There was nothing else I could focus on besides playing and winning the game, and I knew right then that this is what I wanted to do with the rest of my life.

Of course, I wasn't the first to the party. It was 1996. Competitive gaming had been born 20 years earlier.

In the summer of 1975, Atari released the home version of "Pong" and some 150,000 gamers across America bought it. "Pong" had a simple format with a moving ball and two paddles to hit back and forth, allowing for compelling competition with friends, family and complete strangers through a video game.

In the 1980s, arcades had become the foundation of a culture for people who not only wanted to play games but have an active social experience. It wasn't until the release of "Street Fighter I" by Capcom in 1987, and really "Street Fighter II" in 1991, did we get a glimpse of what would turn into today's esports ecosystem. Street Fighter brought a true competitive nature to arcades that didn't exist before, and Street Fighter is the oldest competitive game to still be a part of esports today. Arcades were the original breeding ground for face-to-face competition, where the only way to stay on the machine was to win. The more you win, the more quarters you keep. Losers went home with empty pockets.

The popularization of console gaming was the next big step at getting young competitive kids like me, who weren't part of the arcade scene, to grow into a new generation of fans playing their friends at home on Super Nintendo and Sega Genesis.

But, what came next blew our gaming minds: Computers! The Internet! PC gaming!

Dial-up modems be damned, this was one of the first experiences for someone in, for example, Los Angeles to play with someone in New York, or Stockholm, or Seoul, all from home. Legendary American game developers id Software and Blizzard kicked things off with their hit franchises Wolfenstein, Doom and Quake for id, and the Warcraft series for Blizzard in the late 1990s.

These developers are some of the largest and most respected in all of video games now, but back then, they were the first guys making unique, original games for PC gamers specifically. While console games were all the rage with Nintendo and Sega, PC games struck a cord with those who wanted to use a keyboard and mouse over everything -- values that hold strong for PC gamers today. Seattle-based Valve entered a short time later with Half-life, and a user-created modification of the game soared in popularity, eventually becoming a standalone team-based shooter called Counter-Strike.

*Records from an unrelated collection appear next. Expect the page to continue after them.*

//! Premium breakdown produced by the rating engine

use chrono::NaiveDate;
use rust_decimal::Decimal;
use serde::{Deserialize, Serialize};

use core_kernel::{Currency, Money};

use crate::coverage::{ProductCode, UnderwriterId};
use crate::factors::FactorDimension;

/// One multiplier the engine applied to the base premium
#[derive(Debug, Clone, PartialEq, Eq, Serialize, Deserialize)]
pub struct AppliedFactor {
    pub dimension: FactorDimension,
    pub label: String,
    pub multiplier: Decimal,
}

/// The priced quote for one underwriter
///
/// Every monetary component is rounded once to the currency's minor unit.
/// `total_levies` and `total_premium` are sums of the rounded components, so
/// `total_premium == basic_premium + training_levy + pcf_levy + stamp_duty`
/// holds exactly.
#[derive(Debug, Clone, PartialEq, Eq, Serialize, Deserialize)]
pub struct PremiumBreakdown {
    pub(crate) underwriter_id: UnderwriterId,
    pub(crate) underwriter_name: String,
    pub(crate) product: ProductCode,
    pub(crate) rate_table_effective_from: NaiveDate,
    pub(crate) basic_premium: Money,
    pub(crate) training_levy: Money,
    pub(crate) pcf_levy: Money,
    pub(crate) stamp_duty: Money,
    pub(crate) total_levies: Money,
    pub(crate) total_premium: Money,
    pub(crate) excess_amount: Money,
    pub(crate) young_driver_excess: Option<Money>,
    pub(crate) minimum_premium_applied: bool,
    pub(crate) adjustments: Vec<AppliedFactor>,
}

impl PremiumBreakdown {
    pub fn underwriter_id(&self) -> &UnderwriterId {
        &self.underwriter_id
    }

    pub fn underwriter_name(&self) -> &str {
        &self.underwriter_name
    }

    pub fn product(&self) -> ProductCode {
        self.product
    }

    /// Effective date of the rate table version that priced this quote
    pub fn rate_table_effective_from(&self) -> NaiveDate {
        self.rate_table_effective_from
    }

    pub fn currency(&self) -> Currency {
        self.total_premium.currency()
    }

    pub fn basic_premium(&self) -> Money {
        self.basic_premium
    }

    pub fn training_levy(&self) -> Money {
        self.training_levy
    }

    pub fn pcf_levy(&self) -> Money {
        self.pcf_levy
    }

    pub fn stamp_duty(&self) -> Money {
        self.stamp_duty
    }

    pub fn total_levies(&self) -> Money {
        self.total_levies
    }

    pub fn total_premium(&self) -> Money {
        self.total_premium
    }

    /// Own-damage excess; zero for products without own-damage cover
    pub fn excess_amount(&self) -> Money {
        self.excess_amount
    }

    pub fn young_driver_excess(&self) -> Option<Money> {
        self.young_driver_excess
    }

    /// True if the basic premium was raised to the table's minimum
    pub fn minimum_premium_applied(&self) -> bool {
        self.minimum_premium_applied
    }

    /// Multipliers applied, in application order
    pub fn adjustments(&self) -> &[AppliedFactor] {
        &self.adjustments
    }
}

Blizzard followed up "Warcraft 2" with "Starcraft," a game that embedded itself deeply into an entire nation's mainstream culture, an ocean away in South Korea. After spending a year or two playing "StarCraft" on Battle.net, I found "Quake 2" in the early 2000s. "Quake 2" was the first game I was serious about playing online competitively.

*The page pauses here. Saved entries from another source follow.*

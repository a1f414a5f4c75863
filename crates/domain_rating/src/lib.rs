//! Motor Premium Rating Domain
//!
//! This crate prices motor cover for a single vehicle against an
//! underwriter's published rate table.
//!
//! # Architecture
//!
//! - [`RateTableRegistry`]: read-only, versioned rate tables keyed by
//!   underwriter and product, frozen after construction and shared by `Arc`
//! - [`compute_premium`]: the pure rating function, no I/O, no mutation
//! - [`RatingService`]: looks up the table in effect for a request and rates
//!   it, or rates the same request across several underwriters
//!
//! Lookup misses are always [`ConfigurationError`]s and are kept apart from
//! user-fixable [`RatingError::InvalidRequest`] failures.

pub mod error;
pub mod vehicle;
pub mod coverage;
pub mod request;
pub mod factors;
pub mod rate_table;
pub mod registry;
pub mod catalog;
pub mod breakdown;
pub mod engine;
pub mod services;

pub use error::{RatingError, ConfigurationError, RatingInput};
pub use vehicle::{VehicleProfile, UsageType, VehicleCategory, EARLIEST_MANUFACTURE_YEAR};
pub use coverage::{CoverageSelection, ProductCode, UnderwriterId};
pub use request::{DriverProfile, RatingHistory, RatingRequest};
pub use factors::{Bracket, BracketTable, FactorDimension};
pub use rate_table::{
    RateTable, RateTableBuilder, BaseRate, ExcessStructure, PercentageExcess,
    YoungDriverExcess, StatutoryLevies, FactorTables, HistoryLoadings, AcceptanceLimits,
};
pub use registry::{RateTableRegistry, RateTableRegistryBuilder, UnderwriterSummary};
pub use breakdown::{PremiumBreakdown, AppliedFactor};
pub use engine::compute_premium;
pub use services::{RatingService, UnderwriterQuote};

In 2002, I led an all-star USA Quake 2 capture-the-flag squad against the Europeans. I created the team, recruited the best players across North America and was the in-game leader. I practiced and played as a first-string starter, but would take myself out of the game if needed for certain maps better suited for my teammates. We were one of the first all-American teams to play in what was then an all-European league.

I realized in those early competitions that I would never be a professional gamer. I wasn't playing the right game, the right game mode, and more realistically, I didn't have the talent and skill to be a pro.

Instead, I chose to write about this community. I've always wanted to expose both the hardcore fans and those out of the know, to this fascinating industry.

More than a decade has gone by since those early Quake 2 competitions, and since then we have seen the rise of world-class team organizations, superstar players, year-long leagues, multimillion-dollar prize pools, sold-out sports stadiums filled with fans and hundreds of millions of people watching from home on their computers, phones and tablets.

The esports market is now expected to soon be over a billion-dollar business, according to market analyst reports, thanks to the dawn of livestreaming video technology, long-awaited sequels and new additions to historic video game franchises, as well as a healthy dose of social media.

Meanwhile, I turned 30 in November, officially old-timer status in esports, and somehow made my dreams come true. I have been in this world for over half my life.

I should call Sam and thank him for the hook up.